Problem to solve
Note how many lines of the material that follows include the string "still", and state only that number.

Material for the task
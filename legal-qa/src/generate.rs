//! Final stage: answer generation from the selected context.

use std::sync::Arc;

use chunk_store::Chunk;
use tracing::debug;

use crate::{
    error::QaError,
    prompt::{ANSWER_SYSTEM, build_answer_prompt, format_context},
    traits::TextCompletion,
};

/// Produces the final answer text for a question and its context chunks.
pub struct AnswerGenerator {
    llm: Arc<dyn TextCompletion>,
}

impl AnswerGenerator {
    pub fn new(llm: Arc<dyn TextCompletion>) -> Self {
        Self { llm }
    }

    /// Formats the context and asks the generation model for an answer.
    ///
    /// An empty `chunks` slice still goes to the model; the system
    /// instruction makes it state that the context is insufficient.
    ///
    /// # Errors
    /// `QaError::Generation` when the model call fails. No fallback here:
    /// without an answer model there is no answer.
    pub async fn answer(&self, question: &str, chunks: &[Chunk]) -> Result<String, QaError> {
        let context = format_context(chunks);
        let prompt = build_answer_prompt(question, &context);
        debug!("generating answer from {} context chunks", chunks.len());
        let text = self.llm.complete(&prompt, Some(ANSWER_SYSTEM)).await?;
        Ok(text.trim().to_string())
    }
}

==

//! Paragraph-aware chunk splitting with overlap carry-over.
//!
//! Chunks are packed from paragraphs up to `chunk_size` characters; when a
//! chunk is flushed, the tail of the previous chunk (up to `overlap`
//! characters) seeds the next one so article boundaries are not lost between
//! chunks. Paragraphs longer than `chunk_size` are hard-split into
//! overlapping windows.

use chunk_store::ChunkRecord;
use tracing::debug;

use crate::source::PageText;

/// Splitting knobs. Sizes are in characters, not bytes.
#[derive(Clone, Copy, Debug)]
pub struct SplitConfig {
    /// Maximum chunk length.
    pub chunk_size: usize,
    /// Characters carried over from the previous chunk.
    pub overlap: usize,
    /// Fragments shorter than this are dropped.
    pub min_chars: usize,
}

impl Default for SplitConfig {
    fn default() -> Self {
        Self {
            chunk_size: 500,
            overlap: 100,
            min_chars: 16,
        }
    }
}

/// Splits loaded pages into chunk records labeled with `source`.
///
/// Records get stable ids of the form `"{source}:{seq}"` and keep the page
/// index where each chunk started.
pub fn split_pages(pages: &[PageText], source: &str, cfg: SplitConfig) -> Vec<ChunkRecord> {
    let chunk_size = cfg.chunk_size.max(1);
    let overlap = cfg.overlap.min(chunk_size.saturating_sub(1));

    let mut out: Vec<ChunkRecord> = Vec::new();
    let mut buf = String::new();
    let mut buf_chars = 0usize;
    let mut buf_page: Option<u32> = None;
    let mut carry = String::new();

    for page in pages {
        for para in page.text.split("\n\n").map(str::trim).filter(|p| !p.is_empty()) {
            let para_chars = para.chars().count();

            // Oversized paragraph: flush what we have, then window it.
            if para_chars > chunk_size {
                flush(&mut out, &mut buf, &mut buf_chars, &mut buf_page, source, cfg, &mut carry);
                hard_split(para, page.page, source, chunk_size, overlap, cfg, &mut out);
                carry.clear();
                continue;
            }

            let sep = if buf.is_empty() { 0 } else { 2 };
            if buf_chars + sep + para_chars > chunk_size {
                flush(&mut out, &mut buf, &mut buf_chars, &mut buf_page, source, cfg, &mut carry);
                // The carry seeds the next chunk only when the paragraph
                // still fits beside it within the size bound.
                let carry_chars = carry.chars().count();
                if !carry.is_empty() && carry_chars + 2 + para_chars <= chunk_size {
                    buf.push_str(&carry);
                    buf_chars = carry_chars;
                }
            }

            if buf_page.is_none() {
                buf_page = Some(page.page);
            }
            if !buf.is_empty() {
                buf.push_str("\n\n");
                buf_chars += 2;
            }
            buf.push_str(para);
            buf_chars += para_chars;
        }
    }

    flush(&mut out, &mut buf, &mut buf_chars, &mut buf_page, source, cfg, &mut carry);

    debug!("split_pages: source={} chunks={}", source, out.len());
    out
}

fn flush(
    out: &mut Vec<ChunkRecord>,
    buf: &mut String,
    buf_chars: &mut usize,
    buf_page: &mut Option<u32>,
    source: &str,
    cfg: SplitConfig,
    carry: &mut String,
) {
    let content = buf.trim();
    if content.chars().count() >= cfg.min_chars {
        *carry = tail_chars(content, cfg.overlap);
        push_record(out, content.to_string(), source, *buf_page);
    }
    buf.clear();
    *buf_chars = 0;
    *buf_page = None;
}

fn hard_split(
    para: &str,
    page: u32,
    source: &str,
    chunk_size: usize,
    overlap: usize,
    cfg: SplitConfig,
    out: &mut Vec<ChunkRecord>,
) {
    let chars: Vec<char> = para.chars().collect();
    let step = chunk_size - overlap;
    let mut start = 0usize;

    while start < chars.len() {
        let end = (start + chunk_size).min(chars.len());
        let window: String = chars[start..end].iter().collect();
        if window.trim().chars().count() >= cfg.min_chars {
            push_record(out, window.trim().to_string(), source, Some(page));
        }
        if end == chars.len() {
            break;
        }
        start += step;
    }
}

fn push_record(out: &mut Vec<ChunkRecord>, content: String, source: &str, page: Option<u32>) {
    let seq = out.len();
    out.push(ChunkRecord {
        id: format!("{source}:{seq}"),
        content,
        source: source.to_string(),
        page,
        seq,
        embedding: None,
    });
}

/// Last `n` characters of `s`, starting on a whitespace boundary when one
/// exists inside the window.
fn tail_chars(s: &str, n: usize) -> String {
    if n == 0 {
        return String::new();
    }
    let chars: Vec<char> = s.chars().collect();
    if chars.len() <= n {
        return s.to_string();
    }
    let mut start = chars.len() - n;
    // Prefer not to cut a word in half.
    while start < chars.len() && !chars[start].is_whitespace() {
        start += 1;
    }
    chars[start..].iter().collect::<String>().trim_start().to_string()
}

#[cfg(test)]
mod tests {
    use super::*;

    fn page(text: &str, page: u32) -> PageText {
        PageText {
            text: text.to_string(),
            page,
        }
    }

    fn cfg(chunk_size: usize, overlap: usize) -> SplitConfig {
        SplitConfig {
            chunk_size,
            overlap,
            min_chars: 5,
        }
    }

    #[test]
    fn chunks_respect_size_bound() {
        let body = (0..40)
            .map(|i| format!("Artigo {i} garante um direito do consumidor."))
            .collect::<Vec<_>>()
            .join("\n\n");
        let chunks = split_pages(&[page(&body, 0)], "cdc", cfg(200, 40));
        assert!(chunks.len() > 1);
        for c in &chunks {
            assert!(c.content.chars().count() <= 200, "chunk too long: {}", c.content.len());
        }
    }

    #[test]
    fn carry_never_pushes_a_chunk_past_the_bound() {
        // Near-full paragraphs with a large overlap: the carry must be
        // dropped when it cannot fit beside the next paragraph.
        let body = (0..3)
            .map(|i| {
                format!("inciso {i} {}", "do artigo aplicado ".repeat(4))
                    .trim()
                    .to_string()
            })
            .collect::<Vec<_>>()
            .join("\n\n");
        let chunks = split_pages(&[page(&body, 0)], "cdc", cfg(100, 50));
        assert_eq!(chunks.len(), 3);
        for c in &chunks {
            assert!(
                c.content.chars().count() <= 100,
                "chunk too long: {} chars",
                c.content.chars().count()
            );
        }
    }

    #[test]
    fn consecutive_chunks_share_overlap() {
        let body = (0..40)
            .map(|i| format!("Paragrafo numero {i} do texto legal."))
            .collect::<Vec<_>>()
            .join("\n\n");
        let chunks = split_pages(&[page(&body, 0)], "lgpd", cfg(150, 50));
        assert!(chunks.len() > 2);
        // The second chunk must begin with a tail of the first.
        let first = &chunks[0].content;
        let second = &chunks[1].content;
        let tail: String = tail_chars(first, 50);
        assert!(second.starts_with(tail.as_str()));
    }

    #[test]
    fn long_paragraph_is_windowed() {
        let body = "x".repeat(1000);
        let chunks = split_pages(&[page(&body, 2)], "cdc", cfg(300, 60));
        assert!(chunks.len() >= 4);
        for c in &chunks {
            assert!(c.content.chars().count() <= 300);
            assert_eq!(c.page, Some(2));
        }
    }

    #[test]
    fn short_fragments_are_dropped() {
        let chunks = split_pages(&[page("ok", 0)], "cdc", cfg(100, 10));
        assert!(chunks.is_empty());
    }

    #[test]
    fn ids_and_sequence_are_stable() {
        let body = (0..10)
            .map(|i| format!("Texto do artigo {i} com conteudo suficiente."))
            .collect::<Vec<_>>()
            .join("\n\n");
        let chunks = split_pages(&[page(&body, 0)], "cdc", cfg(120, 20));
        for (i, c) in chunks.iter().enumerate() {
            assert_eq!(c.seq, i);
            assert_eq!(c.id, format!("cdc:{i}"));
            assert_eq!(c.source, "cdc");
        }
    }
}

Final answer
2